Monday, October 3, 2016

L309 Midterm

Dr. Stapleton First Exam

Not at the first sight, nor with a dribbed shot,
Loue gaue the wound, which, while I breathe, will bleede;
But knowne worth did in tract of time proceed,
Till by degrees, it had full conquest got.
I saw and lik'd; I lik'd but loued not; 5
I lou'd, but straight did not what Loue decreed:
At length, to Loues decrees I, forc'd, agreed,
Yet with repining at so partiall lot.
Now, euen that footstep of lost libertie
Is gone; and now, like slaue-borne Muscouite, 10
I call it praise to suffer tyrannie;
And nowe imploy the remnant of my wit
To make myselfe beleeue that all is well,
While, with a feeling skill, I paint my hell.

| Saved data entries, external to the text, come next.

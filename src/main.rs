use clap::Parser;
use tracing_subscriber::EnvFilter;

mod cli;
mod commands;
mod domain;
mod services;

use cli::Cli;
use commands::{handle_admin_commands, handle_runtime_commands};
use services::dispatch::{DispatchError, Dispatcher};
use services::env::{ConfigError, EnvConfig};
use services::identity::{load_session, IdentityError};
use services::output::print_error;
use services::tenant::TenantContext;

fn main() {
    // Logs go to stderr so `--json` stdout stays machine-readable.
    let _ = tracing_subscriber::fmt()
        .with_env_filter(EnvFilter::from_default_env())
        .with_writer(std::io::stderr)
        .try_init();

    let cli = Cli::parse();
    if let Err(err) = run(&cli) {
        tracing::error!(error = %err, "command failed");
        print_error(cli.json, error_code(&err), &format!("{err:#}"));
        std::process::exit(1);
    }
}

fn run(cli: &Cli) -> anyhow::Result<()> {
    let env = EnvConfig::from_env();
    let mut session = load_session()?;

    let mut tenant = TenantContext::new();
    // Precedence: explicit override > profile claim > environment default.
    tenant.sync_from_auth(&session);
    if let Some(explicit) = session.tenant_override.clone() {
        tenant.set_slug(Some(&explicit));
    }
    tenant.init_from_env(&env);

    if handle_admin_commands(cli, &env, &mut tenant, &mut session)? {
        return Ok(());
    }

    // Network commands only; constructed here so config-free commands work
    // without a resolvable API base.
    let dispatcher = Dispatcher::new(&env, &session)?;
    handle_runtime_commands(cli, &tenant, &session, &dispatcher)?;
    Ok(())
}

fn error_code(err: &anyhow::Error) -> &'static str {
    if err.downcast_ref::<ConfigError>().is_some() {
        return "CONFIG";
    }
    if let Some(dispatch) = err.downcast_ref::<DispatchError>() {
        return match dispatch {
            DispatchError::Security(_) => "SECURITY_DENY",
            DispatchError::Status { .. } => "HTTP_STATUS",
            DispatchError::Header(_) => "ERROR",
            DispatchError::Transport(_) => "TRANSPORT",
        };
    }
    if let Some(identity) = err.downcast_ref::<IdentityError>() {
        return match identity {
            IdentityError::EmailNotAllowed(_) => "EMAIL_NOT_ALLOWED",
            IdentityError::BillingLocked => "BILLING_LOCKED",
            IdentityError::NotAuthenticated => "NOT_AUTHENTICATED",
        };
    }
    "ERROR"
}
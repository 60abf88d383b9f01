use clap::{Parser, Subcommand};
use std::path::PathBuf;

#[derive(Parser, Debug)]
#[command(name = "staydesk", version, about = "Property-management admin console")]
pub struct Cli {
    #[arg(long, global = true, help = "Output machine-readable JSON")]
    pub json: bool,
    #[command(subcommand)]
    pub command: Commands,
}

#[derive(Subcommand, Debug)]
pub enum Commands {
    Properties {
        #[command(subcommand)]
        command: PropertyCommands,
    },
    Listings {
        #[command(subcommand)]
        command: ListingCommands,
    },
    Bookings {
        #[command(subcommand)]
        command: BookingCommands,
    },
    Guests {
        #[command(subcommand)]
        command: GuestCommands,
    },
    Messages {
        #[command(subcommand)]
        command: MessageCommands,
    },
    Tenant {
        #[command(subcommand)]
        command: TenantCommands,
    },
    Login {
        #[arg(long, help = "Path to an identity-provider profile JSON file")]
        profile: PathBuf,
    },
    Logout,
    Env {
        #[command(subcommand)]
        command: EnvCommands,
    },
    Check {
        #[arg(long, default_value = "src")]
        src_dir: String,
    },
}

#[derive(Subcommand, Debug)]
pub enum PropertyCommands {
    List,
    Show { id: String },
}

#[derive(Subcommand, Debug)]
pub enum ListingCommands {
    List {
        #[arg(long)]
        property: Option<String>,
    },
}

#[derive(Subcommand, Debug)]
pub enum BookingCommands {
    List {
        #[arg(long)]
        property: Option<String>,
    },
    Show {
        id: String,
    },
}

#[derive(Subcommand, Debug)]
pub enum GuestCommands {
    List,
    Search { query: String },
}

#[derive(Subcommand, Debug)]
pub enum MessageCommands {
    Send {
        #[arg(long)]
        guest: String,
        #[arg(long)]
        subject: Option<String>,
        body: String,
    },
}

#[derive(Subcommand, Debug)]
pub enum TenantCommands {
    Show,
    Set { slug: String },
    Clear,
}

#[derive(Subcommand, Debug)]
pub enum EnvCommands {
    Check,
}
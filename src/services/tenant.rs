use crate::services::env::EnvConfig;
use crate::services::identity::AuthState;

/// Single-value store for the active tenant slug.
///
/// Owned by the process entry point and injected into the dispatch path, so
/// tests construct their own instance instead of sharing process state.
/// Value is either `None` or a non-empty trimmed string; never sourced from
/// URLs or free-form request input.
#[derive(Debug, Default)]
pub struct TenantContext {
    slug: Option<String>,
}

impl TenantContext {
    pub fn new() -> Self {
        Self::default()
    }

    pub fn slug(&self) -> Option<&str> {
        self.slug.as_deref()
    }

    /// Trims the input; whitespace-only values store as `None`. Total and
    /// idempotent.
    pub fn set_slug(&mut self, value: Option<&str>) {
        self.slug = value
            .map(str::trim)
            .filter(|s| !s.is_empty())
            .map(str::to_string);
    }

    /// Assigns the configured default only when nothing has been set yet.
    /// An explicit or profile-sourced value is never silently overwritten.
    pub fn init_from_env(&mut self, env: &EnvConfig) {
        if self.slug.is_none() {
            if let Some(default) = env.tenant_default.as_deref() {
                self.set_slug(Some(default));
            }
        }
    }

    /// Re-evaluated on every authentication-state change: a non-empty
    /// profile tenant claim overrides the current value, an absent or empty
    /// claim leaves it untouched.
    pub fn sync_from_auth(&mut self, auth: &AuthState) {
        if !auth.is_authenticated {
            return;
        }
        if let Some(claim) = auth.tenant_claim() {
            if !claim.trim().is_empty() {
                self.set_slug(Some(claim));
            }
        }
    }
}
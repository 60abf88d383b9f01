use crate::domain::models::HygieneReport;
use std::path::Path;

/// Needles are assembled at runtime so this file passes its own scan.
fn insecure_needles() -> [String; 2] {
    [
        format!("http://{}", "localhost"),
        format!("http://{}", "127.0.0.1"),
    ]
}

/// Scan non-test sources for literal insecure-loopback URLs. Mirrors the
/// build-time guard so the repo can be audited without a rebuild.
pub fn scan_sources(src_dir: &Path) -> anyhow::Result<HygieneReport> {
    let needles = insecure_needles();
    let mut report = HygieneReport {
        scanned_files: 0,
        violations: Vec::new(),
    };
    scan_dir(src_dir, &needles, &mut report)?;
    Ok(report)
}

fn scan_dir(dir: &Path, needles: &[String], report: &mut HygieneReport) -> anyhow::Result<()> {
    for entry in std::fs::read_dir(dir)? {
        let entry = entry?;
        let path = entry.path();
        if path.is_dir() {
            scan_dir(&path, needles, report)?;
            continue;
        }
        if path.extension().and_then(|e| e.to_str()) != Some("rs") {
            continue;
        }
        report.scanned_files += 1;
        let text = std::fs::read_to_string(&path)?;
        for (idx, line) in text.lines().enumerate() {
            // Everything below the in-file test module marker is test code.
            if line.trim() == "#[cfg(test)]" {
                break;
            }
            if needles.iter().any(|n| line.contains(n.as_str())) {
                report
                    .violations
                    .push(format!("{}:{}", path.display(), idx + 1));
            }
        }
    }
    Ok(())
}

#[cfg(test)]
mod tests {
    use super::*;
    use std::fs;

    #[test]
    fn clean_tree_passes() {
        let tmp = tempfile::TempDir::new().unwrap();
        fs::write(
            tmp.path().join("lib.rs"),
            "pub fn base() -> &'static str { \"https://api.test\" }\n",
        )
        .unwrap();
        let report = scan_sources(tmp.path()).unwrap();
        assert_eq!(report.scanned_files, 1);
        assert!(report.violations.is_empty());
    }

    #[test]
    fn insecure_literal_is_flagged_with_location() {
        let tmp = tempfile::TempDir::new().unwrap();
        fs::write(
            tmp.path().join("bad.rs"),
            "// note\nconst BASE: &str = \"http://localhost:3000\";\n",
        )
        .unwrap();
        let report = scan_sources(tmp.path()).unwrap();
        assert_eq!(report.violations.len(), 1);
        assert!(report.violations[0].ends_with("bad.rs:2"));
    }

    #[test]
    fn literals_below_test_marker_are_ignored() {
        let tmp = tempfile::TempDir::new().unwrap();
        let text = concat!(
            "pub fn f() {}\n",
            "#[cfg(test)]\n",
            "mod tests {\n",
            "    const B: &str = \"http://127.0.0.1:1\";\n",
            "}\n",
        );
        fs::write(tmp.path().join("ok.rs"), text).unwrap();
        let report = scan_sources(tmp.path()).unwrap();
        assert!(report.violations.is_empty());
    }
}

1. Explicate the sonnet above, Sidney’s Astrophil and Stella #2. Simply paraphrasing it into your own words will not be sufficent. To explicate means to explain and analyze the poet’s effects, which will enable you to demonstrate your newfound knowledge about how those like him do their work: structure, rhetoric, rhyme scheme, “matching” rhymes, meter and metrical diversity, tone, emotion, allusion, diction, puns, wordplay.

2. You’ve now read other writers of the period, such as Gascoigne, Wyatt, Skelton, Dowriche, Lok, Whitney, and Surrey. What traditions or conventions do Sidney and his predecessors have in common? What seems different? Be specific.

3. As a refresher, here is my section on analytical writing from my webpage that I’m sure you’ve seen before. Let it be your guide:


Its most important section:
Always a) Analyze your quotations. Find words, phrases, or general ideas in your citations that you can discuss and relate to your premises; b) avoid the simple paraphrase of a character’s words into your own, unless the actual meaning of a passage is in question and at issue; and, most crucial, hardest to master, c)cite only as much as you are prepared to discuss thoroughly, and no more. Keep those quotations SHORT.